With all other verbs:

  • I usually get up at 7.00am.
  • He always plays football on Saturdays.

 

Every day

We can also use phrases such as:

every + day / week / month / year

  • We have breakfast every day.
  • She goes to the cinema every week.

 

On Sundays

  • We have breakfast in a cafe on Sundays.
  • She goes to the cinema on Tuesdays.

 

Once a week

  • She goes to the cinema once a week.
  • He goes to the gym twice (= two times) a week.
  • They play football three times a week.
  • We have English lessons five times a week.

 

Note: All of these phrases usually come at the end of the sentence.

 

This is the smallest box I’ve ever seen

Adjectives: superlative

 


Adjectives
can have superlative forms. They are used to show extremes when comparing people, things, actions and events.

 

We usually use ‘the’ before superlative adjective forms:

  • Michael is the tallest player on our team.
  • Of all her friends, Emily is the nicest.
  • This is the best restaurant in town. Their pizzas are the biggest and the most delicious.

 

Rules for forming superlative adjectives

  1. To make superlative forms of most one- and two-syllable adjectives, add ‘-est’ to them (or ‘-st’, if the adjective ends in ‘-e’):
  • Fast → The cheetah is the fastest animal in the world.
  • Old → John is the oldest son in his family.
  • Low → This is the lowest point of the valley.
  1. If an adjective ends in one vowel and one consonant, double the consonant before ‘-est’:
  • Big → Whales are the biggest mammals.
  • Hot → This has been the hottest day of the summer.
  1. For two-syllable adjectives ending in ‘-y’, remove the ‘-y’ and add ‘-iest’:
  • Happy → It’s my birthday, and I’m the happiest person in the world.
  • Early → When does the earliest train from London arrive?    
  1. Some common short adjectives have irregular forms:
  • Good better → This is the best movie I’ve ever seen.
  • Bad  → worse The worst things always happen unexpectedly.
  • Farfurther → Tom dreams about visiting the furthest corners of the Earth.
  1. To make superlative forms of long adjectives (three syllables and more), use ‘the most’ + adjective:
  • This is the most beautiful sunset I’ve ever seen.
  • Sport cars are the most expensive vehicles.

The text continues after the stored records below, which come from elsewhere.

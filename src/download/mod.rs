//! Streaming media downloads into per-kind output directories.
//!
//! # Features
//!
//! - Streaming writes (memory-efficient for large videos)
//! - Collision-free filenames (`name_1.ext`, `name_2.ext`, ...)
//! - Bounded worker pool with non-blocking submission
//! - Configurable handling of failed items
//!
//! # Example
//!
//! ```no_run
//! use std::sync::Arc;
//! use media_backup::db::Database;
//! use media_backup::download::{DownloadWorker, OutputDirs, WorkerPool};
//! use media_backup::store::DownloadedItems;
//!
//! # async fn example(item: media_backup::catalog::MediaItem) -> Result<(), Box<dyn std::error::Error>> {
//! let store = DownloadedItems::new(Database::new_in_memory().await?);
//! let worker = DownloadWorker::new(
//!     reqwest::Client::new(),
//!     store,
//!     OutputDirs::new("downloaded_photos", "downloaded_videos"),
//! );
//! let pool = WorkerPool::new(5, Arc::new(worker));
//! let outcome = pool.submit(item).await?;
//! println!("{outcome:?}");
//! # Ok(())
//! # }
//! ```

pub mod constants;
mod error;
mod filename;
mod policy;
mod pool;
mod worker;

pub use constants::{
    ALL_MEDIA_WORKERS, DEFAULT_PHOTO_DIR, DEFAULT_VIDEO_DIR, FULL_RESOLUTION_SUFFIX, MAX_WORKERS,
    VIDEOS_ONLY_WORKERS,
};
pub use error::DownloadError;
pub use filename::{create_unique_file, resolve_unique_path};
pub use policy::{FailurePolicy, MediaScope, UnknownFailurePolicy};
pub use pool::WorkerPool;
pub use worker::{DownloadOutcome, DownloadWorker, OutputDirs};
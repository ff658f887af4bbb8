//! OAuth credential management.
//!
//! This module loads the persisted token artifact, refreshes expired access
//! tokens, runs the interactive loopback sign-in when there is nothing to
//! refresh, and writes the result back to disk.

mod credential;
mod error;
mod flow;
mod oauth;
mod provider;
mod secrets;

pub use credential::{Credential, CredentialState, EXPIRY_SKEW_SECS};
pub use error::AuthError;
pub use flow::{AuthorizationFlow, LoopbackFlow, UrlPresenter};
pub use oauth::{OAuthClient, PHOTOS_READONLY_SCOPE};
pub use provider::{CredentialProvider, DEFAULT_CLIENT_SECRETS_FILE, DEFAULT_TOKEN_FILE};
pub use secrets::{ClientSecrets, DEFAULT_AUTH_URI, DEFAULT_TOKEN_URI};
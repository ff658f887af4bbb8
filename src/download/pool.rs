//! Bounded pool of download workers.
//!
//! At most `size` downloads run at once; submissions beyond that queue inside
//! the runtime without blocking the submitter.

use std::sync::Arc;

use tokio::sync::Semaphore;
use tokio::task::JoinHandle;
use tracing::{debug, warn};

use super::worker::{DownloadOutcome, DownloadWorker};
use crate::catalog::MediaItem;

/// Fixed-size pool executing [`DownloadWorker::process`] jobs.
#[derive(Debug, Clone)]
pub struct WorkerPool {
    worker: Arc<DownloadWorker>,
    semaphore: Arc<Semaphore>,
    size: usize,
}

impl WorkerPool {
    /// Creates a pool running at most `size` downloads concurrently.
    ///
    /// A `size` of 0 is treated as 1.
    #[must_use]
    pub fn new(size: usize, worker: Arc<DownloadWorker>) -> Self {
        let size = size.max(1);
        Self {
            worker,
            semaphore: Arc::new(Semaphore::new(size)),
            size,
        }
    }

    /// Maximum number of concurrent downloads.
    #[must_use]
    pub fn size(&self) -> usize {
        self.size
    }

    /// Number of free worker slots right now.
    #[must_use]
    pub fn idle_workers(&self) -> usize {
        self.semaphore.available_permits()
    }

    /// Queues `item` for download and returns immediately.
    ///
    /// The returned handle resolves to the job's outcome once a worker slot
    /// frees up and the download finishes.
    pub fn submit(&self, item: MediaItem) -> JoinHandle<DownloadOutcome> {
        let worker = Arc::clone(&self.worker);
        let semaphore = Arc::clone(&self.semaphore);

        tokio::spawn(async move {
            // Only fails if the semaphore is closed, which this pool never does.
            let Ok(_permit) = semaphore.acquire_owned().await else {
                warn!(item_id = %item.id, "worker pool closed; dropping job");
                return DownloadOutcome::Failed {
                    item_id: item.id,
                    error: "worker pool closed".to_string(),
                };
            };
            debug!(item_id = %item.id, "worker slot acquired");
            worker.process(&item).await
        })
    }

    /// Awaits every handle and collects the outcomes.
    ///
    /// A panicked or cancelled job is logged and left out of the result.
    pub async fn join_all(handles: Vec<JoinHandle<DownloadOutcome>>) -> Vec<DownloadOutcome> {
        let mut outcomes = Vec::with_capacity(handles.len());
        for handle in handles {
            match handle.await {
                Ok(outcome) => outcomes.push(outcome),
                Err(e) => warn!(error = %e, "download task failed to complete"),
            }
        }
        outcomes
    }
}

The opposite of ‘most’ is ‘least’. Use ‘least’ before long adjectives:

  • This region is the least comfortable for leaving.
  • The first two chapters were the least interesting in the whole book.

To show that the superlative adjective belongs to a group of similar things, use ‘one of’:

  • Shanghai is one of the biggest cities in the world.
  • The Miniature Pinscher is one of the smallest dogs.

We can use superlative adjectives without a noun:

  • These flowers are not very expensive, but they are the most beautiful.
  • You wouldn’t find any other prices, these are the lowest.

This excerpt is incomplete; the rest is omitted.